Any help would be great. Thanks!


----------



## Alligator (Sep 17, 2009)

I have an Icelandic sweater that I picked up on my last trip to Iceland. It was made from some of the thickest wool I have ever seen. Unfortunately, it might not meet the standards of others on this forum so I cannot recommend it, except where warmth is the sole factor.


----------



## Ay329 (Sep 22, 2007)

The guide sweater or waterfoul sweater might be your best bet as heavy sweaters

Filson also makes the waterfoul sweater in extra long sizes but I think only available in green otter

I am a Filson customer and happy with a wide range of products


----------



## deanayer (Mar 30, 2008)

You should be looking for Irish or scottish wool sweaters, probably cable knits since they are as thick as a piece of toast and just as warm.

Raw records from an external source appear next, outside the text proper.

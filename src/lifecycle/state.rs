//! Event loop lifecycle states.

use std::fmt;

/// Where the network thread is in its life.
#[derive(Debug, Clone, Copy, PartialEq, Eq, Default)]
pub enum LoopState {
    /// No thread has been started.
    #[default]
    NotStarted,
    /// The thread is iterating.
    Running,
    /// The thread has left its loop.
    Stopped,
}

impl fmt::Display for LoopState {
    fn fmt(&self, f: &mut fmt::Formatter<'_>) -> fmt::Result {
        let name = match self {
            LoopState::NotStarted => "not started",
            LoopState::Running => "running",
            LoopState::Stopped => "stopped",
        };
        f.write_str(name)
    }
}
//! Translation between network bytes and application bytes.
//!
//! # Responsibilities
//! - Define the pluggable [`CryptoEngine`] contract (wrap, unwrap, handshake)
//! - Push received bytes through an engine into application data
//! - Push queued application data through an engine into network bytes
//! - Copy verbatim when a channel has no engine
//!
//! # Data Flow
//! ```text
//! read buffer  → to_application_data   → application data → DataListener
//! write queue  → from_application_data → write buffer     → socket
//! ```

use std::fmt;
use std::sync::Arc;

use crate::error::CryptoError;
use crate::net::buffer::{grow, NetBuffer};

/// Outcome of one wrap or unwrap call.
#[derive(Debug, Clone, Copy, PartialEq, Eq)]
pub enum Status {
    /// The call completed; `produced` may be zero.
    Ok,
    /// The destination was too small for what the engine has to produce.
    BufferOverflow,
    /// The source does not yet hold a complete record.
    BufferUnderflow,
    /// The engine has closed in this direction.
    Closed,
}

/// Result of one wrap or unwrap call.
#[derive(Debug, Clone, Copy, PartialEq, Eq)]
pub struct EngineResult {
    pub status: Status,
    /// Bytes taken from the source.
    pub consumed: usize,
    /// Bytes written into the destination.
    pub produced: usize,
}

impl EngineResult {
    pub fn new(status: Status, consumed: usize, produced: usize) -> Self {
        Self {
            status,
            consumed,
            produced,
        }
    }
}

/// What an engine needs next to make handshake progress.
#[derive(Debug, Clone, Copy, PartialEq, Eq)]
pub enum HandshakeStatus {
    /// A delegated task must run before anything else can happen.
    NeedTask,
    /// The engine has records to send.
    NeedWrap,
    /// The engine is waiting for records from the peer.
    NeedUnwrap,
    /// The handshake just completed.
    Finished,
    /// No handshake is in progress.
    NotHandshaking,
}

impl fmt::Display for HandshakeStatus {
    fn fmt(&self, f: &mut fmt::Formatter<'_>) -> fmt::Result {
        let name = match self {
            HandshakeStatus::NeedTask => "NEED_TASK",
            HandshakeStatus::NeedWrap => "NEED_WRAP",
            HandshakeStatus::NeedUnwrap => "NEED_UNWRAP",
            HandshakeStatus::Finished => "FINISHED",
            HandshakeStatus::NotHandshaking => "NOT_HANDSHAKING",
        };
        f.write_str(name)
    }
}

/// Long-running work an engine hands off to another thread.
pub type DelegatedTask = Box<dyn FnOnce() + Send + 'static>;

/// A record-oriented secure channel protocol, driven one buffer at a time.
///
/// Implementations are owned by exactly one channel and are only called
/// from the event loop (and from `close` on a caller thread).
pub trait CryptoEngine: Send {
    /// Decode network bytes from `src` into application bytes in `dst`.
    fn unwrap(&mut self, src: &[u8], dst: &mut [u8]) -> Result<EngineResult, CryptoError>;

    /// Encode application bytes from `src` into network bytes in `dst`.
    ///
    /// Called with an empty `src` whenever the engine may have protocol
    /// records of its own to send.
    fn wrap(&mut self, src: &[u8], dst: &mut [u8]) -> Result<EngineResult, CryptoError>;

    fn handshake_status(&mut self) -> HandshakeStatus;

    /// Take the next delegated task, if the engine offers one.
    fn delegated_task(&mut self) -> Option<DelegatedTask> {
        None
    }

    /// No more network bytes will arrive.
    fn close_inbound(&mut self);

    /// Send the protocol's closure message and accept no more application data.
    fn close_outbound(&mut self);
}

/// Derives engines for new channels.
pub trait EngineFactory: Send + Sync {
    /// An engine for a connection accepted by a listener.
    fn server_engine(&self) -> Result<Box<dyn CryptoEngine>, CryptoError>;

    /// An engine for an outbound connection.
    fn client_engine(&self) -> Result<Box<dyn CryptoEngine>, CryptoError>;
}

/// Encryption configuration passed to `bind` and `connect`.
pub type Encryption = Arc<dyn EngineFactory>;

/// A destination buffer after translation, possibly reallocated.
#[derive(Debug)]
pub struct Translation {
    /// Always use this buffer in place of the one passed in.
    pub buffer: NetBuffer,
    /// The engine reported closure in this direction.
    pub closed: bool,
}

/// Convert received network bytes in `source` into application bytes.
///
/// Bytes the engine could not consume (an incomplete record) stay in
/// `source` for the next read.
pub fn to_application_data(
    source: &mut NetBuffer,
    data: NetBuffer,
    engine: Option<&mut (dyn CryptoEngine + '_)>,
    increment: usize,
) -> Result<Translation, CryptoError> {
    match engine {
        Some(engine) => translate(source, data, increment, |src, dst| engine.unwrap(src, dst)),
        None => Ok(copy_verbatim(source, data, increment)),
    }
}

/// Convert queued application bytes in `source` into network bytes.
pub fn from_application_data(
    source: &mut NetBuffer,
    out: NetBuffer,
    engine: Option<&mut (dyn CryptoEngine + '_)>,
    increment: usize,
) -> Result<Translation, CryptoError> {
    match engine {
        Some(engine) => translate(source, out, increment, |src, dst| engine.wrap(src, dst)),
        None => Ok(copy_verbatim(source, out, increment)),
    }
}

fn translate(
    source: &mut NetBuffer,
    mut buffer: NetBuffer,
    increment: usize,
    mut step: impl FnMut(&[u8], &mut [u8]) -> Result<EngineResult, CryptoError>,
) -> Result<Translation, CryptoError> {
    loop {
        let result = {
            let spare = buffer.spare_mut();
            step(source.chunk(), spare)?
        };
        source.advance(result.consumed);
        buffer.commit(result.produced);

        match result.status {
            Status::BufferOverflow => {
                tracing::trace!(
                    capacity = buffer.capacity(),
                    increment,
                    "Engine output overflow, growing buffer"
                );
                buffer = grow(buffer, increment.max(1));
            }
            Status::BufferUnderflow | Status::Ok => {
                return Ok(Translation {
                    buffer,
                    closed: false,
                })
            }
            Status::Closed => {
                return Ok(Translation {
                    buffer,
                    closed: true,
                })
            }
        }
    }
}

fn copy_verbatim(source: &mut NetBuffer, mut buffer: NetBuffer, increment: usize) -> Translation {
    if buffer.remaining() < source.len() {
        let shortfall = source.len() - buffer.remaining();
        buffer = grow(buffer, shortfall.max(increment));
    }
    let copied = buffer.put(source.chunk());
    source.advance(copied);
    Translation {
        buffer,
        closed: false,
    }
}

#[cfg(test)]
mod tests {
    use std::collections::VecDeque;

    use super::*;

    /// Replays scripted results, copying bytes the way a pass-through
    /// engine would.
    struct ScriptedEngine {
        script: VecDeque<Status>,
        calls: usize,
    }

    impl ScriptedEngine {
        fn new(script: &[Status]) -> Self {
            Self {
                script: script.iter().copied().collect(),
                calls: 0,
            }
        }

        fn step(&mut self, src: &[u8], dst: &mut [u8]) -> Result<EngineResult, CryptoError> {
            self.calls += 1;
            let status = self.script.pop_front().unwrap_or(Status::Ok);
            match status {
                Status::BufferOverflow => Ok(EngineResult::new(status, 0, 0)),
                Status::BufferUnderflow => Ok(EngineResult::new(status, 0, 0)),
                Status::Ok | Status::Closed => {
                    let n = src.len().min(dst.len());
                    dst[..n].copy_from_slice(&src[..n]);
                    Ok(EngineResult::new(status, n, n))
                }
            }
        }
    }

    impl CryptoEngine for ScriptedEngine {
        fn unwrap(&mut self, src: &[u8], dst: &mut [u8]) -> Result<EngineResult, CryptoError> {
            self.step(src, dst)
        }

        fn wrap(&mut self, src: &[u8], dst: &mut [u8]) -> Result<EngineResult, CryptoError> {
            self.step(src, dst)
        }

        fn handshake_status(&mut self) -> HandshakeStatus {
            HandshakeStatus::NotHandshaking
        }

        fn close_inbound(&mut self) {}

        fn close_outbound(&mut self) {}
    }

    fn filled(bytes: &[u8]) -> NetBuffer {
        let mut buffer = NetBuffer::with_capacity(bytes.len());
        buffer.put(bytes);
        buffer
    }

    #[test]
    fn plaintext_copies_and_grows() {
        let mut source = filled(b"0123456789");
        let translation =
            to_application_data(&mut source, NetBuffer::with_capacity(4), None, 4).unwrap();
        assert_eq!(translation.buffer.chunk(), b"0123456789");
        assert!(translation.buffer.capacity() >= 10);
        assert!(source.is_empty());
        assert!(!translation.closed);
    }

    #[test]
    fn overflow_grows_and_retries() {
        let mut engine = ScriptedEngine::new(&[Status::BufferOverflow, Status::BufferOverflow]);
        let mut source = filled(b"abcdef");
        let translation = to_application_data(
            &mut source,
            NetBuffer::with_capacity(2),
            Some(&mut engine),
            2,
        )
        .unwrap();
        assert_eq!(engine.calls, 3);
        assert_eq!(translation.buffer.capacity(), 6);
        assert_eq!(translation.buffer.chunk(), b"abcdef");
    }

    #[test]
    fn underflow_leaves_source_bytes() {
        let mut engine = ScriptedEngine::new(&[Status::BufferUnderflow]);
        let mut source = filled(b"partial");
        let translation = to_application_data(
            &mut source,
            NetBuffer::with_capacity(16),
            Some(&mut engine),
            16,
        )
        .unwrap();
        assert_eq!(engine.calls, 1);
        assert!(translation.buffer.is_empty());
        assert_eq!(source.chunk(), b"partial");
    }

    #[test]
    fn closure_is_reported() {
        let mut engine = ScriptedEngine::new(&[Status::Closed]);
        let mut source = filled(b"bye");
        let translation = from_application_data(
            &mut source,
            NetBuffer::with_capacity(16),
            Some(&mut engine),
            16,
        )
        .unwrap();
        assert!(translation.closed);
        assert_eq!(translation.buffer.chunk(), b"bye");
    }

    #[test]
    fn zero_output_is_accepted() {
        let mut engine = ScriptedEngine::new(&[Status::Ok]);
        let mut source = NetBuffer::with_capacity(4);
        let translation = from_application_data(
            &mut source,
            NetBuffer::with_capacity(4),
            Some(&mut engine),
            4,
        )
        .unwrap();
        assert_eq!(engine.calls, 1);
        assert!(translation.buffer.is_empty());
        assert!(!translation.closed);
    }
}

try something like Pringle of Scotland or just google "irish wool sweater" etc.


Check out some outdoorsy sites like LLBean:



or Filson as mentioned....


----------



## eagle2250 (Mar 24, 2006)

Dale of Norway offers several versions of extremely heavy, wool knit ski sweaters. Almost uncomfortably warm and very hardy...they seem to never wear out!


----------



## Kingstonian (Dec 23, 2007)

https://www.woolovers.com/british-wool/mens/wool-countryman-suede-patch-sweater.aspx

You will not find a much thicker or tougher jumper than this.

Woolovers Aran or Norwegian may also fit the bill. Reasonable prices too.


----------



## bkdc (Mar 4, 2007)

A second vote for the Dale of Norway sweaters in 4-play yarn. Other quality Norwegian sweaters are just as warm. The Devold fisherman's sweaters are like little saunas. BTW, Devold is the original Norwegian fisherman's sweater, and all others have copied its timeless design. The Filson guide sweater is also a very durable thick warm sweater. I don't think the Aran sweaters are as well constructed unless you get a hand-knit one with very tight weaving. You'll pay twice the price for a hand-knit Irish Aran compared to a machine-produced one (let me tell you, it's worth it if you plan on wearing it for 15 years).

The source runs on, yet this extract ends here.